**Task requirements:**
Where the records below have a line with "ClientInit", that line is to be copied.

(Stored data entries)
>>>>>

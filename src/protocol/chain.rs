use rand_core::CryptoRngCore;

use super::client_proof::dh_secret;
use super::{
    AuthenticationContext, ClientInit, ClientProof, LinkStatement, ServerProof, ServerSecret,
};
use crate::error::ServerIndex;
use crate::primitives::{Element, Scalar, Transcript};
use crate::{Error, Result};

/// The client proof followed by the server proofs produced so far, in server order.
#[derive(Clone, Debug)]
pub struct VerificationChain {
    challenge: Scalar,
    init: ClientInit,
    client_proof: ClientProof,
    server_proofs: Vec<ServerProof>,
}

impl VerificationChain {
    /// Starts a chain with no server links.
    pub fn new(challenge: Scalar, init: ClientInit, client_proof: ClientProof) -> Self {
        Self {
            challenge,
            init,
            client_proof,
            server_proofs: Vec::new(),
        }
    }

    /// Appends links produced by earlier servers.
    pub fn with_server_proofs(mut self, proofs: Vec<ServerProof>) -> Self {
        self.server_proofs.extend(proofs);
        self
    }

    /// The joint challenge the client answered.
    pub fn challenge(&self) -> &Scalar {
        &self.challenge
    }

    /// Links in chain order.
    pub fn server_proofs(&self) -> &[ServerProof] {
        &self.server_proofs
    }

    /// Consumes the chain, returning its links.
    pub fn into_server_proofs(self) -> Vec<ServerProof> {
        self.server_proofs
    }

    /// Tag carried by the last link, if any.
    pub fn linkage_tag(&self) -> Option<Element> {
        self.server_proofs.last().map(|proof| proof.tag)
    }

    /// Verifies the client's OR-proof.
    pub fn verify_client_proof(&self, ac: &AuthenticationContext) -> Result<()> {
        self.client_proof.verify(ac, &self.init, &self.challenge)
    }

    /// Verifies link `index` against the context and the link before it.
    pub fn check_server_proof(&self, ac: &AuthenticationContext, index: ServerIndex) -> Result<()> {
        let proof = self.server_proofs.get(index).ok_or_else(|| {
            Error::AuthenticationFailed(format!("Chain has no link for server {index}"))
        })?;
        let statement = self.statement(ac, index, proof.tag)?;

        proof
            .verify(&statement, self.link_transcript(index))
            .map_err(|_| {
                Error::AuthenticationFailed(format!("Proof of server {index} does not verify"))
            })
    }

    /// Verifies the client proof and every link present, in order.
    pub fn verify_prefix(&self, ac: &AuthenticationContext) -> Result<()> {
        if self.server_proofs.len() > ac.server_count() {
            return Err(Error::AuthenticationFailed(format!(
                "Chain has {} links for {} servers",
                self.server_proofs.len(),
                ac.server_count()
            )));
        }
        self.verify_client_proof(ac)?;
        (0..self.server_proofs.len()).try_for_each(|index| self.check_server_proof(ac, index))
    }

    /// Verifies a complete chain: the client proof and exactly one link per server.
    pub fn verify_all(&self, ac: &AuthenticationContext) -> Result<()> {
        if self.server_proofs.len() != ac.server_count() {
            return Err(Error::AuthenticationFailed(format!(
                "Chain has {} links, expected {}",
                self.server_proofs.len(),
                ac.server_count()
            )));
        }
        self.verify_prefix(ac)
    }

    fn statement(
        &self,
        ac: &AuthenticationContext,
        index: ServerIndex,
        tag: Element,
    ) -> Result<LinkStatement> {
        let out_of_range =
            || Error::AuthenticationFailed(format!("Server {index} is outside the group"));

        let randomness = *ac.server_randomness().get(index).ok_or_else(out_of_range)?;
        let prev_commitment = *self.init.commitments.get(index).ok_or_else(out_of_range)?;
        let commitment = *self.init.commitments.get(index + 1).ok_or_else(out_of_range)?;

        Ok(LinkStatement {
            randomness,
            prev_commitment,
            commitment,
            prev_tag: self.previous_tag(index),
            tag,
        })
    }

    fn previous_tag(&self, index: ServerIndex) -> Element {
        match index.checked_sub(1) {
            Some(prev) => self.server_proofs[prev].tag,
            None => self.init.initial_linkage_tag,
        }
    }

    fn link_transcript(&self, index: ServerIndex) -> Transcript {
        let mut transcript = Transcript::new();
        transcript.append_context(self.init.group_id.as_bytes());
        transcript.append_scalar(b"challenge", &self.challenge);
        transcript.append_element(b"Z", &self.init.ephemeral_public_key);
        transcript.append_element(b"T0", &self.init.initial_linkage_tag);
        transcript.append_index(index);
        transcript
    }
}

/// Validates the chain so far and appends this server's link.
///
/// The chain must hold exactly the links of servers `0..server.index()`. Returns the
/// appended proof. Nothing is appended if validation fails.
pub fn authenticate_client<R: CryptoRngCore>(
    ac: &AuthenticationContext,
    server: &ServerSecret,
    chain: &mut VerificationChain,
    rng: &mut R,
) -> Result<ServerProof> {
    let index = server.index();
    if index >= ac.server_count() {
        return Err(Error::InvalidParams(format!(
            "Server {index} is outside the group of {}",
            ac.server_count()
        )));
    }
    if chain.server_proofs.len() != index {
        return Err(Error::AuthenticationFailed(format!(
            "Server {index} expects {index} prior links, got {}",
            chain.server_proofs.len()
        )));
    }
    chain.verify_prefix(ac)?;

    let s = dh_secret(&(chain.init.ephemeral_public_key * *server.secret()));
    let prev_commitment = chain.init.commitments[index];
    if prev_commitment * s != chain.init.commitments[index + 1] {
        return Err(Error::AuthenticationFailed(format!(
            "Commitment {} was not derived from the secret shared with server {index}",
            index + 1
        )));
    }
    let s_inv = s.invert().ok_or_else(|| {
        Error::AuthenticationFailed("Shared secret is zero".to_string())
    })?;

    let tag = chain.previous_tag(index) * (*server.secret() * s_inv);
    let statement = chain.statement(ac, index, tag)?;
    let proof = ServerProof::prove(
        &statement,
        server.secret(),
        &s,
        chain.link_transcript(index),
        rng,
    );

    chain.server_proofs.push(proof.clone());
    Ok(proof)
}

<<<<<

**Response box:**
    AuthenticationContext, ClientInit, ClientProof, LinkStatement, ServerProof, ServerSecret,
    init: ClientInit,
    pub fn new(challenge: Scalar, init: ClientInit, client_proof: ClientProof) -> Self {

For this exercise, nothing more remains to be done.